Well that’s easy. It’s this show. I honestly don’t know if I have the energy to keep writing these reviews. I will say that despite doing nothing to address the awful characterization, premise, or visuals of the series, “Choose Your Pain” at least has some more interesting stuff happen. Unfortunately, most of that stuff strains believability, like a Starfleet Captain being separated from his ship to attend a war meeting, just so the plot can have him get captured in a shuttle in open space. Or how Lt. Stamets and Burnham are able to, in only a matter of hours, transfer an alien creature’s ability to navigate the ‘spore drive’ to a Human, using illegal genetic modifications. I guess ‘Star Trek’ has a long history of ridiculous technological solutions, and they’ve always bothered me, but so far STD seems more deus ex machina than usual. The real shame about it in this case is that the plot solves the characters’ moral dilemma for them, by removing it all together. Burnham doesn’t have to follow orders and kill the Tardigrade. Saru doesn’t have to live with a tough command decision. Any dramatic teeth the episode may have had are long gone by the end.

What’s the deal with Saru, anyway? He’s spent the entire series up to this point lecturing Burnham on Starfleet principles, and on his first day as Captain he’s ordering her to torture an alien life form to death just to save Lorca, while Burnham is the one who’s not willing to do whatever is necessary? There are simply no good people in this organization. Star Trek used to be hopeful that one day our morals wouldn’t just bend to fit any situation, but on this show, everyone’s as ethically flexible as the plot needs them to be.

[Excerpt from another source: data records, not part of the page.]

//! SJA1105 protocol errors

use crate::platform::PlatformError;
use core::fmt;
use sja1105_core::frame::FrameError;
use sja1105_core::lut::LutError;

/// Result type for SJA1105 operations
pub type Result<T> = core::result::Result<T, Sja1105Error>;

/// SJA1105 operation errors
#[derive(Debug, Clone, Copy, PartialEq, Eq)]
#[cfg_attr(feature = "defmt", derive(defmt::Format))]
pub enum Sja1105Error {
    /// A transport capability reported a failure
    Transport(PlatformError),
    /// Device mutex or readiness poll did not complete in time
    Timeout,
    /// Two consecutive reads of the same registers disagreed
    Verification,
    /// Checksum reported by the switch does not match the transmitted data
    Integrity {
        /// Checksum computed over the transmitted words
        expected: u32,
        /// Checksum read back from the switch
        actual: u32,
    },
    /// Rejected before any transport call
    InvalidArgument(ArgumentError),
}

/// Reasons an argument is rejected
#[derive(Debug, Clone, Copy, PartialEq, Eq)]
#[cfg_attr(feature = "defmt", derive(defmt::Format))]
pub enum ArgumentError {
    /// Zero-length transfer
    EmptyPayload,
    /// Read above the 64-word receive ceiling
    ReadTooLarge(usize),
    /// Write above the configured per-transaction ceiling
    WriteTooLarge(usize),
    /// Full-duplex buffers of different lengths
    LengthMismatch { tx: usize, rx: usize },
    /// Lookup table range with `low > high`
    InvertedRange { low: u16, high: u16 },
    /// Lookup table index beyond capacity
    OutOfBounds { index: u16, capacity: u16 },
    /// Lookup table layout that cannot be encoded
    BadLayout,
    /// Device ID not belonging to the SJA1105 family
    UnknownDevice(u32),
}

impl From<FrameError> for Sja1105Error {
    fn from(e: FrameError) -> Self {
        let arg = match e {
            FrameError::EmptyPayload => ArgumentError::EmptyPayload,
            FrameError::ReadTooLarge(n) => ArgumentError::ReadTooLarge(n),
            FrameError::WriteTooLarge(n) => ArgumentError::WriteTooLarge(n),
        };
        Sja1105Error::InvalidArgument(arg)
    }
}

impl From<LutError> for Sja1105Error {
    fn from(e: LutError) -> Self {
        let arg = match e {
            LutError::InvertedRange { low, high } => ArgumentError::InvertedRange { low, high },
            LutError::OutOfBounds { index, capacity } => {
                ArgumentError::OutOfBounds { index, capacity }
            }
            LutError::EntryTooLong(_) => ArgumentError::BadLayout,
        };
        Sja1105Error::InvalidArgument(arg)
    }
}

impl From<PlatformError> for Sja1105Error {
    fn from(e: PlatformError) -> Self {
        Sja1105Error::Transport(e)
    }
}

impl fmt::Display for Sja1105Error {
    fn fmt(&self, f: &mut fmt::Formatter<'_>) -> fmt::Result {
        match self {
            Sja1105Error::Transport(e) => write!(f, "transport error: {}", e),
            Sja1105Error::Timeout => write!(f, "timed out"),
            Sja1105Error::Verification => write!(f, "read verification failed"),
            Sja1105Error::Integrity { expected, actual } => write!(
                f,
                "checksum mismatch: expected {:#010x}, got {:#010x}",
                expected, actual
            ),
            Sja1105Error::InvalidArgument(e) => write!(f, "invalid argument: {}", e),
        }
    }
}

impl fmt::Display for ArgumentError {
    fn fmt(&self, f: &mut fmt::Formatter<'_>) -> fmt::Result {
        match self {
            ArgumentError::EmptyPayload => write!(f, "empty payload"),
            ArgumentError::ReadTooLarge(n) => write!(f, "read of {} words", n),
            ArgumentError::WriteTooLarge(n) => write!(f, "write of {} words", n),
            ArgumentError::LengthMismatch { tx, rx } => {
                write!(f, "tx length {} differs from rx length {}", tx, rx)
            }
            ArgumentError::InvertedRange { low, high } => {
                write!(f, "inverted range {}..={}", low, high)
            }
            ArgumentError::OutOfBounds { index, capacity } => {
                write!(f, "index {} beyond capacity {}", index, capacity)
            }
            ArgumentError::BadLayout => write!(f, "unsupported lookup table layout"),
            ArgumentError::UnknownDevice(id) => write!(f, "unknown device id {:#010x}", id),
        }
    }
}

/// Lookup table invalidation that stopped partway
///
/// Entries `low..low + invalidated` are invalid on the switch; resuming from
/// `low + invalidated` completes the range.
#[derive(Debug, Clone, Copy, PartialEq, Eq)]
#[cfg_attr(feature = "defmt", derive(defmt::Format))]
pub struct LutRangeError {
    /// Entries invalidated before the failure
    pub invalidated: u16,
    /// What stopped the sequence
    pub cause: Sja1105Error,
}

impl From<LutRangeError> for Sja1105Error {
    fn from(e: LutRangeError) -> Self {
        e.cause
    }
}

impl fmt::Display for LutRangeError {
    fn fmt(&self, f: &mut fmt::Formatter<'_>) -> fmt::Result {
        write!(f, "{} after {} entries", self.cause, self.invalidated)
    }
}

#[cfg(test)]
mod tests {
    use super::*;
    use crate::platform::SpiError;

    #[test]
    fn test_frame_errors_are_invalid_arguments() {
        assert_eq!(
            Sja1105Error::from(FrameError::ReadTooLarge(65)),
            Sja1105Error::InvalidArgument(ArgumentError::ReadTooLarge(65))
        );
    }

    #[test]
    fn test_lut_range_error_keeps_cause() {
        let e = LutRangeError {
            invalidated: 3,
            cause: Sja1105Error::Timeout,
        };
        assert_eq!(Sja1105Error::from(e), Sja1105Error::Timeout);
    }

    #[test]
    fn test_display() {
        let e = Sja1105Error::Transport(PlatformError::Spi(SpiError::TransferFailed));
        assert_eq!(format!("{}", e), "transport error: SPI error: TransferFailed");
        let e = Sja1105Error::Integrity {
            expected: 1,
            actual: 2,
        };
        assert_eq!(
            format!("{}", e),
            "checksum mismatch: expected 0x00000001, got 0x00000002"
        );
    }
}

Captain Lorca on the Klingon prison ship: boring. How many times have we seen the ‘running fire fight to the shuttle bay’ escape plan before? Good Lord! Draping itself in tired old sci-fi cliches is not going to help ‘Discovery’ leave the old Trek behind. Also, new addition Lt. Tyler is clearly a spy who was allowed to ‘escape’ with Lorca. I’m not sure they could have telegraphed it any more clearly. He’s the same actor who plays Voq, the albino Klingon, who was told in last week’s episode, by a member of the house of ‘deceivers’, that he would have to give up ‘everything’ for victory. They’re not even trying. If true, it means STD is leveraging the Augment Virus plot line from “Enterprise”, walking in the same footsteps the franchise has already made is not my idea of going boldly.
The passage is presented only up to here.